Information shown:
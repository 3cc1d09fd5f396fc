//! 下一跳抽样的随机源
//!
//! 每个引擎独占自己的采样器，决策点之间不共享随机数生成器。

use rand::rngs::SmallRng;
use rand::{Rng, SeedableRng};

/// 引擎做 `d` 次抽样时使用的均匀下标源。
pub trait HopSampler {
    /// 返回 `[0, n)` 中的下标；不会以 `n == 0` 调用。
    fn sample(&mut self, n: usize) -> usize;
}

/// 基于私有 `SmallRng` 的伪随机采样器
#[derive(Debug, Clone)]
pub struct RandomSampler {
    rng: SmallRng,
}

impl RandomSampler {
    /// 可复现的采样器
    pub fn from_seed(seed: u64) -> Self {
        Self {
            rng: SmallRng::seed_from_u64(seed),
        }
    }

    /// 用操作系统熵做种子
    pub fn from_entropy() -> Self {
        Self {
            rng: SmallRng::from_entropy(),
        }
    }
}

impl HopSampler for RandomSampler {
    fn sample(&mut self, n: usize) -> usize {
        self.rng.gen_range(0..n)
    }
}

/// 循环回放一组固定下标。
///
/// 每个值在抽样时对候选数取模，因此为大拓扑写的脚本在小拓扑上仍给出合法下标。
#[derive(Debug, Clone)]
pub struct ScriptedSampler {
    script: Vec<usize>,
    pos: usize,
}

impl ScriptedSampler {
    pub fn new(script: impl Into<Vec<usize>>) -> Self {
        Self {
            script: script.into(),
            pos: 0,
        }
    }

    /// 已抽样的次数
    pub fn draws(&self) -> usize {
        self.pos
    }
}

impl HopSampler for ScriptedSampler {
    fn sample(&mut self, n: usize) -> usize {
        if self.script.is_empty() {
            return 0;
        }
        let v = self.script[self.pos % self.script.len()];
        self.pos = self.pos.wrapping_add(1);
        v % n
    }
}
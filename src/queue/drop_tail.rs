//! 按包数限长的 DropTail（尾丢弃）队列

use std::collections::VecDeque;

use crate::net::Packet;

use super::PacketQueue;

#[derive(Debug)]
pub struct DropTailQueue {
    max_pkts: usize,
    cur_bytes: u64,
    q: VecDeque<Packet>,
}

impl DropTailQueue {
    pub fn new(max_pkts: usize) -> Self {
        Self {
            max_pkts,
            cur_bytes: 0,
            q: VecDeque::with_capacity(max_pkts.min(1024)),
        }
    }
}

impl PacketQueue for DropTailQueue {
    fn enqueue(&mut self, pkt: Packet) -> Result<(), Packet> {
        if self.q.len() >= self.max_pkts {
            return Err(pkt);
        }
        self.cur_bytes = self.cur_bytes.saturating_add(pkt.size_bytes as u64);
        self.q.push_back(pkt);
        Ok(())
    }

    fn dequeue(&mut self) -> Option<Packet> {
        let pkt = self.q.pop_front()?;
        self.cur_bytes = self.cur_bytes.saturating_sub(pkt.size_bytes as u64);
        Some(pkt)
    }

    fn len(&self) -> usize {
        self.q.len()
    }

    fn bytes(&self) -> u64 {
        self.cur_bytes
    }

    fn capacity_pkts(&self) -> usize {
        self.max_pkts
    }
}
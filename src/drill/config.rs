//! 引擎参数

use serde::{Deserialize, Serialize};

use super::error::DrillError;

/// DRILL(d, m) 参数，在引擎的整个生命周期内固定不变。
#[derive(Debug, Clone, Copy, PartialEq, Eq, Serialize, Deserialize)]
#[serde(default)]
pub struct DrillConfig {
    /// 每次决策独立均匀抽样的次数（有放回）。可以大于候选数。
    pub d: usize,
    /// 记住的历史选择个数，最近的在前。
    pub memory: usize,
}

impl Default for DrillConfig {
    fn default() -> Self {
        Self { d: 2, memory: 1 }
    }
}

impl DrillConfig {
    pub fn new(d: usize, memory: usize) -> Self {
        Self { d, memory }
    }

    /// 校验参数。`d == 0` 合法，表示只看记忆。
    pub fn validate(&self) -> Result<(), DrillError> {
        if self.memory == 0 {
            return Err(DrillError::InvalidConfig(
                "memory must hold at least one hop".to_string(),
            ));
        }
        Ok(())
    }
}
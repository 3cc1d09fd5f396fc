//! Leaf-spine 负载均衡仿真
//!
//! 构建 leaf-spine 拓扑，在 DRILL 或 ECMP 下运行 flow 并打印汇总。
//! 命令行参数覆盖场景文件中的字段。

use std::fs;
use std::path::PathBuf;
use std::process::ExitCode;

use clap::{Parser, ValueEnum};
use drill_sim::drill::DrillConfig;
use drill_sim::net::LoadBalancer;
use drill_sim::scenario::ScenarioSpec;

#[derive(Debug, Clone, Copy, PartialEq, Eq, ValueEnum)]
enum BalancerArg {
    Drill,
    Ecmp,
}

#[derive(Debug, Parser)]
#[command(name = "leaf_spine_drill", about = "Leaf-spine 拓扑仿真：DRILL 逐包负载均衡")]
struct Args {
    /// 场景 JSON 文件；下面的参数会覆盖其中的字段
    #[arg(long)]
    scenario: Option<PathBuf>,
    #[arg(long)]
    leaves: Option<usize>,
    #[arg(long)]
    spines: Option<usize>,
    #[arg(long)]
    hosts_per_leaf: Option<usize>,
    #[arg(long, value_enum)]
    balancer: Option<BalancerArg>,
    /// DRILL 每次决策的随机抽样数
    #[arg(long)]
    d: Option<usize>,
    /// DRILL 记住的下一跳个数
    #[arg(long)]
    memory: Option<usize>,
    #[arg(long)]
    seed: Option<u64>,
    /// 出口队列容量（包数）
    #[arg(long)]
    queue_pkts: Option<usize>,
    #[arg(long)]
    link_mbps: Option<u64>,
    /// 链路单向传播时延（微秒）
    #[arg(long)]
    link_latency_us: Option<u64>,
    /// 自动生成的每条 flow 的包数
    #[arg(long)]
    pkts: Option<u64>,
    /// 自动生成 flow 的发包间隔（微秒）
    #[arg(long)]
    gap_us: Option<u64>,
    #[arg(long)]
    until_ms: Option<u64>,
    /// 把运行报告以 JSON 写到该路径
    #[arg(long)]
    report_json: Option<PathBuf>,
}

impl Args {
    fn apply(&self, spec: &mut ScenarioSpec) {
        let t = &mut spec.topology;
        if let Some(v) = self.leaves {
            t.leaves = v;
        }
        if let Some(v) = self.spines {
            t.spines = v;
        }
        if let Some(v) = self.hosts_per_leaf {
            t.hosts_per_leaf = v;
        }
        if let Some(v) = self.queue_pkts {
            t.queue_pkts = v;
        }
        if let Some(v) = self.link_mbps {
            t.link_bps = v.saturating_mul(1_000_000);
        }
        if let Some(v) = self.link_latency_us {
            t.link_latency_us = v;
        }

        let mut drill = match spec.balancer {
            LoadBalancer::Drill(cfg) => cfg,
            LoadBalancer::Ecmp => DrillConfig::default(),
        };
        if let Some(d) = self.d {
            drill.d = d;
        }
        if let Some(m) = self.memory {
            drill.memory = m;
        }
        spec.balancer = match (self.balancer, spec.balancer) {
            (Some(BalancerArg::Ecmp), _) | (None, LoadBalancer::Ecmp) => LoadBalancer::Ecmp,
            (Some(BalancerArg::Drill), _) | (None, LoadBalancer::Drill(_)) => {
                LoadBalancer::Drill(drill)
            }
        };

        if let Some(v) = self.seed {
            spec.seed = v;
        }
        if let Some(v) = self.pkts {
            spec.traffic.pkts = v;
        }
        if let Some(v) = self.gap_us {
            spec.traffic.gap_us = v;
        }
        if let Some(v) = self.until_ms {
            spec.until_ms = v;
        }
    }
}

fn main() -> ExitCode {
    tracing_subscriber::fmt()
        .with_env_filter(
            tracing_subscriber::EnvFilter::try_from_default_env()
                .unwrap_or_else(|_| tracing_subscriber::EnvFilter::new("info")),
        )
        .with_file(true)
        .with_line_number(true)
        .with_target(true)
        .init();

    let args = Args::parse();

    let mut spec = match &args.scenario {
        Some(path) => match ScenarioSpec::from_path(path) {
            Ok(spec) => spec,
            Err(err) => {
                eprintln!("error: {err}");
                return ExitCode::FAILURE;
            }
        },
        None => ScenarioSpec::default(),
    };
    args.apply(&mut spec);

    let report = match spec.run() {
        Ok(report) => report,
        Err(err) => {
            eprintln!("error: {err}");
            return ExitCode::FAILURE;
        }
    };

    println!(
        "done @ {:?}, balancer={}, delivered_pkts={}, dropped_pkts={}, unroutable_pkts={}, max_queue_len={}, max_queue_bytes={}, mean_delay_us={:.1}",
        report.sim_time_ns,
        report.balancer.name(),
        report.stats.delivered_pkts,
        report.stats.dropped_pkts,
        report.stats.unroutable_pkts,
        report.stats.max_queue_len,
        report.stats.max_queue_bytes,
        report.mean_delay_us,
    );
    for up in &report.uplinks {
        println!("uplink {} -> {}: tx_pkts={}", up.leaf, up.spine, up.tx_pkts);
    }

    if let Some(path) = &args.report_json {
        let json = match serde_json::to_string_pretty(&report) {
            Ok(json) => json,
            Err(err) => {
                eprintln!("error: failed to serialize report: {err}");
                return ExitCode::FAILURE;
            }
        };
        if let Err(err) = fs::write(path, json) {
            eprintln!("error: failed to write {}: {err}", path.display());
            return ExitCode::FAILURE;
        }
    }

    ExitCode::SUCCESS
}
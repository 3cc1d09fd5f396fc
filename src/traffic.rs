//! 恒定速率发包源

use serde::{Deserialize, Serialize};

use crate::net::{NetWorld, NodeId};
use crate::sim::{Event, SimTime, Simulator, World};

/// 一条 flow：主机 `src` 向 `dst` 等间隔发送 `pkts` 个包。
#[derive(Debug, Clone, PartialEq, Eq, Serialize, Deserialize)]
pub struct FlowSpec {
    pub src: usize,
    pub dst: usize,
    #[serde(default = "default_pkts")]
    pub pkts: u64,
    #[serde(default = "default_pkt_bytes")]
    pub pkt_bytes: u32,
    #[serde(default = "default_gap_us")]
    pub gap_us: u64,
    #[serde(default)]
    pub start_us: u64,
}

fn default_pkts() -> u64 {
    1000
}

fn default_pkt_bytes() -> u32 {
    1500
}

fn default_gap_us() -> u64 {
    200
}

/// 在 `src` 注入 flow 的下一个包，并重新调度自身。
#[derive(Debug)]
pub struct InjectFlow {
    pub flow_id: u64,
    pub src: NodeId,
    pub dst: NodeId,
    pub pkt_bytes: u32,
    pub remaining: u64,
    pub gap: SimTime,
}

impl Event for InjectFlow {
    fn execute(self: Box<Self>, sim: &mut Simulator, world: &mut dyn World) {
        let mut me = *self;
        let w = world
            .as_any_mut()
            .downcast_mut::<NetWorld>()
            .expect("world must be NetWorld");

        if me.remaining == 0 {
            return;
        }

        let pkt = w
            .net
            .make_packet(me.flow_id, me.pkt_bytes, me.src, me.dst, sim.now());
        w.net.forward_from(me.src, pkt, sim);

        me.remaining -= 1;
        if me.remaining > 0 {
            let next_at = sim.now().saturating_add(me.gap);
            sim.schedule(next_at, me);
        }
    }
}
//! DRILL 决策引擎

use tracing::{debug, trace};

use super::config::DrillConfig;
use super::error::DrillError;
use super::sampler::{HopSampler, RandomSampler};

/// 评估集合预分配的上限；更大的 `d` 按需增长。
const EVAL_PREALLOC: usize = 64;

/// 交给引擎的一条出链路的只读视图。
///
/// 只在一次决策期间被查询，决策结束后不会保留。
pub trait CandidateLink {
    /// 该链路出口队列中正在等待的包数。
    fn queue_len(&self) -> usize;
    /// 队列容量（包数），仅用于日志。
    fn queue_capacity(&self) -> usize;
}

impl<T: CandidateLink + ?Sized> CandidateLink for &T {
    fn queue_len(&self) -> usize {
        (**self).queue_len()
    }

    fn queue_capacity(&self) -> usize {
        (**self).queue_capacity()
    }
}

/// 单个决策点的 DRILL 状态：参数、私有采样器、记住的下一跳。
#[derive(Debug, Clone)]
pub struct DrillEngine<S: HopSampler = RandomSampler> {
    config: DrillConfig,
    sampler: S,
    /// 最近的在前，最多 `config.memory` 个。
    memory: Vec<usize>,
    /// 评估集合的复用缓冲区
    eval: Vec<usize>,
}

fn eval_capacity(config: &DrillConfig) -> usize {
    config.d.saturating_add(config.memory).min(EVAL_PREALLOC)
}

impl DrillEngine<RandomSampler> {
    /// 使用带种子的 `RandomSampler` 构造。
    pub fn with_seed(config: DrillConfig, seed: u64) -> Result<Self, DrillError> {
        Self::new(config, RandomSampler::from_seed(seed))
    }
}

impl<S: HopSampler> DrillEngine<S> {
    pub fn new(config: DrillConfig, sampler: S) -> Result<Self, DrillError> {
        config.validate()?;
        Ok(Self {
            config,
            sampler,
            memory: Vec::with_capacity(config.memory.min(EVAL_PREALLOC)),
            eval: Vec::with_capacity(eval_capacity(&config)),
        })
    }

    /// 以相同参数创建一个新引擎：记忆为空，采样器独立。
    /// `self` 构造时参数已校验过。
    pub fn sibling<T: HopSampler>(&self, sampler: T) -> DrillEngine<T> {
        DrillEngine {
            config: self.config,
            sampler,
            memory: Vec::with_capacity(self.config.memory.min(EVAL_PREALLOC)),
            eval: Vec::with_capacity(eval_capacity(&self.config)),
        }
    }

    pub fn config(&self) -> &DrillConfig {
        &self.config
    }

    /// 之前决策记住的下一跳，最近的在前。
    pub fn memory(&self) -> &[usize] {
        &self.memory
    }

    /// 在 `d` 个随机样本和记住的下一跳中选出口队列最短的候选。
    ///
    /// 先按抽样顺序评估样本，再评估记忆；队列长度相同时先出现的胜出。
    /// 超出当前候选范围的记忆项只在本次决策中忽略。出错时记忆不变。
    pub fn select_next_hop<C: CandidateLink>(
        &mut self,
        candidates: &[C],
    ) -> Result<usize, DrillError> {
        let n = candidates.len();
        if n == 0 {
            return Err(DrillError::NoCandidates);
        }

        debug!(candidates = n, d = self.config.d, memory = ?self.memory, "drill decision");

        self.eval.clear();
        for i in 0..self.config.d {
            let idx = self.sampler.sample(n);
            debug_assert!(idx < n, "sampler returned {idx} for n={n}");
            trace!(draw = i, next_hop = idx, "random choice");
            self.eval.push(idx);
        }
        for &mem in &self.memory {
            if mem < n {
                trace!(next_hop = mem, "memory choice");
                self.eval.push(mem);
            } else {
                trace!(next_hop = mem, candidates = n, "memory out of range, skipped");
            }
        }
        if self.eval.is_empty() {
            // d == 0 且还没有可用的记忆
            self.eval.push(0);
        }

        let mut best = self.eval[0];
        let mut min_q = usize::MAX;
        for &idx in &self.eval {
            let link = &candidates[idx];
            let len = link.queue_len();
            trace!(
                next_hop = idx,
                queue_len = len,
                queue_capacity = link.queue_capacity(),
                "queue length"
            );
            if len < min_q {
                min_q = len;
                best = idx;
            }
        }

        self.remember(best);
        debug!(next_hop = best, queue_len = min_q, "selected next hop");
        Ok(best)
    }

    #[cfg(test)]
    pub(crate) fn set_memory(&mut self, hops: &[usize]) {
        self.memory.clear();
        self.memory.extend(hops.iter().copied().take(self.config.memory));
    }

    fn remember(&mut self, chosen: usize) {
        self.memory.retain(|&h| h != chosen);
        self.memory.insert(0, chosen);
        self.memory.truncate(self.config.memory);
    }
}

Brief:
Go through the records above and copy each line where "PartialEq" is found.

Result for this exercise:
#[derive(Debug, Clone, Copy, PartialEq, Eq, Serialize, Deserialize)]
#[derive(Debug, Clone, Copy, PartialEq, Eq, ValueEnum)]
#[derive(Debug, Clone, PartialEq, Eq, Serialize, Deserialize)]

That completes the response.